• _Records provided_
- - -
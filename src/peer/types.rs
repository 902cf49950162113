use crate::error::{IntercomError, Result};
use serde::{Deserialize, Serialize};
use std::fmt;
use webrtc::ice_transport::ice_connection_state::RTCIceConnectionState;
use webrtc::peer_connection::sdp::sdp_type::RTCSdpType;
use webrtc::peer_connection::sdp::session_description::RTCSessionDescription;

/// Kind of a negotiation payload.
#[derive(Debug, Clone, Copy, PartialEq, Eq, Serialize, Deserialize)]
#[serde(rename_all = "lowercase")]
pub enum SdpKind {
    Offer,
    Pranswer,
    Answer,
    Rollback,
}

/// Opaque negotiation payload, exchanged verbatim as `{"type": ..., "sdp": ...}`.
#[derive(Debug, Clone, PartialEq, Eq, Serialize, Deserialize)]
pub struct SessionDescription {
    #[serde(rename = "type")]
    pub kind: SdpKind,
    pub sdp: String,
}

impl SessionDescription {
    pub fn new(kind: SdpKind, sdp: impl Into<String>) -> Self {
        Self {
            kind,
            sdp: sdp.into(),
        }
    }
}

impl TryFrom<RTCSessionDescription> for SessionDescription {
    type Error = IntercomError;

    fn try_from(desc: RTCSessionDescription) -> Result<Self> {
        let kind = match desc.sdp_type {
            RTCSdpType::Offer => SdpKind::Offer,
            RTCSdpType::Pranswer => SdpKind::Pranswer,
            RTCSdpType::Answer => SdpKind::Answer,
            RTCSdpType::Rollback => SdpKind::Rollback,
            RTCSdpType::Unspecified => {
                return Err(IntercomError::Negotiation(
                    "description has no type".into(),
                ))
            }
        };
        Ok(Self::new(kind, desc.sdp))
    }
}

impl TryFrom<SessionDescription> for RTCSessionDescription {
    type Error = IntercomError;

    fn try_from(desc: SessionDescription) -> Result<Self> {
        let parsed = match desc.kind {
            SdpKind::Offer => RTCSessionDescription::offer(desc.sdp),
            SdpKind::Pranswer => RTCSessionDescription::pranswer(desc.sdp),
            SdpKind::Answer => RTCSessionDescription::answer(desc.sdp),
            SdpKind::Rollback => {
                return Err(IntercomError::Negotiation(
                    "rollback descriptions are not supported".into(),
                ))
            }
        };
        parsed.map_err(|e| IntercomError::negotiation("malformed remote description", e))
    }
}

/// Transport connectivity as seen by the session monitor.
#[derive(Debug, Clone, Copy, PartialEq, Eq, Hash, Serialize, Deserialize)]
#[serde(rename_all = "lowercase")]
pub enum ConnectivityState {
    New,
    Checking,
    Connected,
    Disconnected,
    Failed,
    Closed,
}

impl ConnectivityState {
    /// `disconnected`, `failed` and `closed` end a session.
    pub fn is_terminal(self) -> bool {
        matches!(self, Self::Disconnected | Self::Failed | Self::Closed)
    }
}

impl fmt::Display for ConnectivityState {
    fn fmt(&self, f: &mut fmt::Formatter<'_>) -> fmt::Result {
        let s = match self {
            Self::New => "new",
            Self::Checking => "checking",
            Self::Connected => "connected",
            Self::Disconnected => "disconnected",
            Self::Failed => "failed",
            Self::Closed => "closed",
        };
        f.write_str(s)
    }
}

impl From<RTCIceConnectionState> for ConnectivityState {
    fn from(state: RTCIceConnectionState) -> Self {
        match state {
            RTCIceConnectionState::Unspecified | RTCIceConnectionState::New => Self::New,
            RTCIceConnectionState::Checking => Self::Checking,
            RTCIceConnectionState::Connected | RTCIceConnectionState::Completed => {
                Self::Connected
            }
            RTCIceConnectionState::Disconnected => Self::Disconnected,
            RTCIceConnectionState::Failed => Self::Failed,
            RTCIceConnectionState::Closed => Self::Closed,
        }
    }
}
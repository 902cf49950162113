use crate::error::{IntercomError, Result};
use crate::peer::transport::PeerTransport;
use crate::peer::types::SessionDescription;
use std::time::Duration;
use tokio::time::timeout;
use tracing::{info, warn};

/// Candidate counts by type, taken from the `a=candidate` lines of a description.
#[derive(Debug, Default, Clone, Copy, PartialEq, Eq)]
pub struct CandidateSummary {
    pub host: usize,
    pub srflx: usize,
    pub relay: usize,
}

impl CandidateSummary {
    pub fn total(&self) -> usize {
        self.host + self.srflx + self.relay
    }
}

/// Wait for gathering to finish, then hand back the fully resolved local description.
///
/// The signaling channel is one request/response with no way to trickle
/// candidates afterwards, so nothing may be sent before gathering is complete.
pub async fn wait_for_gathering(
    transport: &dyn PeerTransport,
    limit: Duration,
) -> Result<SessionDescription> {
    match timeout(limit, transport.gathering_complete()).await {
        Ok(res) => res?,
        Err(_) => {
            return Err(IntercomError::Negotiation(format!(
                "ICE gathering did not complete within {}s",
                limit.as_secs()
            )))
        }
    }

    let local = transport.local_description().await?;
    analyze_candidates(&local);
    Ok(local)
}

pub fn summarize_candidates(desc: &SessionDescription) -> CandidateSummary {
    let mut summary = CandidateSummary::default();
    for line in desc.sdp.lines() {
        let Some(cand) = line.trim().strip_prefix("a=candidate:") else {
            continue;
        };
        if cand.contains("typ host") {
            summary.host += 1;
        } else if cand.contains("typ srflx") {
            summary.srflx += 1;
        } else if cand.contains("typ relay") {
            summary.relay += 1;
        }
    }
    summary
}

pub fn analyze_candidates(desc: &SessionDescription) {
    let summary = summarize_candidates(desc);
    info!(
        host = summary.host,
        srflx = summary.srflx,
        relay = summary.relay,
        "gathered local candidates"
    );

    // local network only: without a host candidate the doorbell cannot reach us
    if summary.host == 0 {
        warn!("no host candidates gathered, the peer will not be able to connect");
    }
}
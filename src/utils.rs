use crate::error::{IntercomError, Result};
use rand::Rng;
use reqwest::Url;

pub fn random_id() -> String {
    hex::encode(rand::rng().random::<[u8; 8]>())
}

/// Validate an `http(s)` base URL and strip trailing slashes.
pub fn normalize_endpoint(endpoint: &str) -> Result<String> {
    let trimmed = endpoint.trim().trim_end_matches('/');
    let url = Url::parse(trimmed).map_err(|e| IntercomError::InvalidEndpoint {
        endpoint: endpoint.to_owned(),
        reason: e.to_string(),
    })?;
    if !matches!(url.scheme(), "http" | "https") {
        return Err(IntercomError::InvalidEndpoint {
            endpoint: endpoint.to_owned(),
            reason: format!("unsupported scheme {:?}", url.scheme()),
        });
    }
    Ok(trimmed.to_owned())
}

/// Join a normalized base with an absolute path.
pub fn endpoint_url(base: &str, path: &str) -> String {
    format!("{}{}", base.trim_end_matches('/'), path)
}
- - -
• _Work task_
Copy the material above exactly. Include every line.

• _Result_
filename src/peer/types.rs
repository 902cf49950162113
use crate::error::{IntercomError, Result};
use serde::{Deserialize, Serialize};
use std::fmt;
use webrtc::ice_transport::ice_connection_state::RTCIceConnectionState;
use webrtc::peer_connection::sdp::sdp_type::RTCSdpType;
use webrtc::peer_connection::sdp::session_description::RTCSessionDescription;

/// Kind of a negotiation payload.
#[derive(Debug, Clone, Copy, PartialEq, Eq, Serialize, Deserialize)]
#[serde(rename_all = "lowercase")]
pub enum SdpKind {
    Offer,
    Pranswer,
    Answer,
    Rollback,
}

/// Opaque negotiation payload, exchanged verbatim as `{"type": ..., "sdp": ...}`.
#[derive(Debug, Clone, PartialEq, Eq, Serialize, Deserialize)]
pub struct SessionDescription {
    #[serde(rename = "type")]
    pub kind: SdpKind,
    pub sdp: String,
}

impl SessionDescription {
    pub fn new(kind: SdpKind, sdp: impl Into<String>) -> Self {
        Self {
            kind,
            sdp: sdp.into(),
        }
    }
}

impl TryFrom<RTCSessionDescription> for SessionDescription {
    type Error = IntercomError;

    fn try_from(desc: RTCSessionDescription) -> Result<Self> {
        let kind = match desc.sdp_type {
            RTCSdpType::Offer => SdpKind::Offer,
            RTCSdpType::Pranswer => SdpKind::Pranswer,
            RTCSdpType::Answer => SdpKind::Answer,
            RTCSdpType::Rollback => SdpKind::Rollback,
            RTCSdpType::Unspecified => {
                return Err(IntercomError::Negotiation(
                    "description has no type".into(),
                ))
            }
        };
        Ok(Self::new(kind, desc.sdp))
    }
}

impl TryFrom<SessionDescription> for RTCSessionDescription {
    type Error = IntercomError;

    fn try_from(desc: SessionDescription) -> Result<Self> {
        let parsed = match desc.kind {
            SdpKind::Offer => RTCSessionDescription::offer(desc.sdp),
            SdpKind::Pranswer => RTCSessionDescription::pranswer(desc.sdp),
            SdpKind::Answer => RTCSessionDescription::answer(desc.sdp),
            SdpKind::Rollback => {
                return Err(IntercomError::Negotiation(
                    "rollback descriptions are not supported".into(),
                ))
            }
        };
        parsed.map_err(|e| IntercomError::negotiation("malformed remote description", e))
    }
}

/// Transport connectivity as seen by the session monitor.
#[derive(Debug, Clone, Copy, PartialEq, Eq, Hash, Serialize, Deserialize)]
#[serde(rename_all = "lowercase")]
pub enum ConnectivityState {
    New,
    Checking,
    Connected,
    Disconnected,
    Failed,
    Closed,
}

impl ConnectivityState {
    /// `disconnected`, `failed` and `closed` end a session.
    pub fn is_terminal(self) -> bool {
        matches!(self, Self::Disconnected | Self::Failed | Self::Closed)
    }
}

impl fmt::Display for ConnectivityState {
    fn fmt(&self, f: &mut fmt::Formatter<'_>) -> fmt::Result {
        let s = match self {
            Self::New => "new",
            Self::Checking => "checking",
            Self::Connected => "connected",
            Self::Disconnected => "disconnected",
            Self::Failed => "failed",
            Self::Closed => "closed",
        };
        f.write_str(s)
    }
}

impl From<RTCIceConnectionState> for ConnectivityState {
    fn from(state: RTCIceConnectionState) -> Self {
        match state {
            RTCIceConnectionState::Unspecified | RTCIceConnectionState::New => Self::New,
            RTCIceConnectionState::Checking => Self::Checking,
            RTCIceConnectionState::Connected | RTCIceConnectionState::Completed => {
                Self::Connected
            }
            RTCIceConnectionState::Disconnected => Self::Disconnected,
            RTCIceConnectionState::Failed => Self::Failed,
            RTCIceConnectionState::Closed => Self::Closed,
        }
    }
}
repository 902cf49950162113
use crate::error::{IntercomError, Result};
use crate::peer::transport::PeerTransport;
use crate::peer::types::SessionDescription;
use std::time::Duration;
use tokio::time::timeout;
use tracing::{info, warn};

/// Candidate counts by type, taken from the `a=candidate` lines of a description.
#[derive(Debug, Default, Clone, Copy, PartialEq, Eq)]
pub struct CandidateSummary {
    pub host: usize,
    pub srflx: usize,
    pub relay: usize,
}

impl CandidateSummary {
    pub fn total(&self) -> usize {
        self.host + self.srflx + self.relay
    }
}

/// Wait for gathering to finish, then hand back the fully resolved local description.
///
/// The signaling channel is one request/response with no way to trickle
/// candidates afterwards, so nothing may be sent before gathering is complete.
pub async fn wait_for_gathering(
    transport: &dyn PeerTransport,
    limit: Duration,
) -> Result<SessionDescription> {
    match timeout(limit, transport.gathering_complete()).await {
        Ok(res) => res?,
        Err(_) => {
            return Err(IntercomError::Negotiation(format!(
                "ICE gathering did not complete within {}s",
                limit.as_secs()
            )))
        }
    }

    let local = transport.local_description().await?;
    analyze_candidates(&local);
    Ok(local)
}

pub fn summarize_candidates(desc: &SessionDescription) -> CandidateSummary {
    let mut summary = CandidateSummary::default();
    for line in desc.sdp.lines() {
        let Some(cand) = line.trim().strip_prefix("a=candidate:") else {
            continue;
        };
        if cand.contains("typ host") {
            summary.host += 1;
        } else if cand.contains("typ srflx") {
            summary.srflx += 1;
        } else if cand.contains("typ relay") {
            summary.relay += 1;
        }
    }
    summary
}

pub fn analyze_candidates(desc: &SessionDescription) {
    let summary = summarize_candidates(desc);
    info!(
        host = summary.host,
        srflx = summary.srflx,
        relay = summary.relay,
        "gathered local candidates"
    );

    // local network only: without a host candidate the doorbell cannot reach us
    if summary.host == 0 {
        warn!("no host candidates gathered, the peer will not be able to connect");
    }
}
filename src/utils.rs
use crate::error::{IntercomError, Result};
use rand::Rng;
use reqwest::Url;

pub fn random_id() -> String {
    hex::encode(rand::rng().random::<[u8; 8]>())
}

/// Validate an `http(s)` base URL and strip trailing slashes.
pub fn normalize_endpoint(endpoint: &str) -> Result<String> {
    let trimmed = endpoint.trim().trim_end_matches('/');
    let url = Url::parse(trimmed).map_err(|e| IntercomError::InvalidEndpoint {
        endpoint: endpoint.to_owned(),
        reason: e.to_string(),
    })?;
    if !matches!(url.scheme(), "http" | "https") {
        return Err(IntercomError::InvalidEndpoint {
            endpoint: endpoint.to_owned(),
            reason: format!("unsupported scheme {:?}", url.scheme()),
        });
    }
    Ok(trimmed.to_owned())
}

/// Join a normalized base with an absolute path.
pub fn endpoint_url(base: &str, path: &str) -> String {
    format!("{}{}", base.trim_end_matches('/'), path)
}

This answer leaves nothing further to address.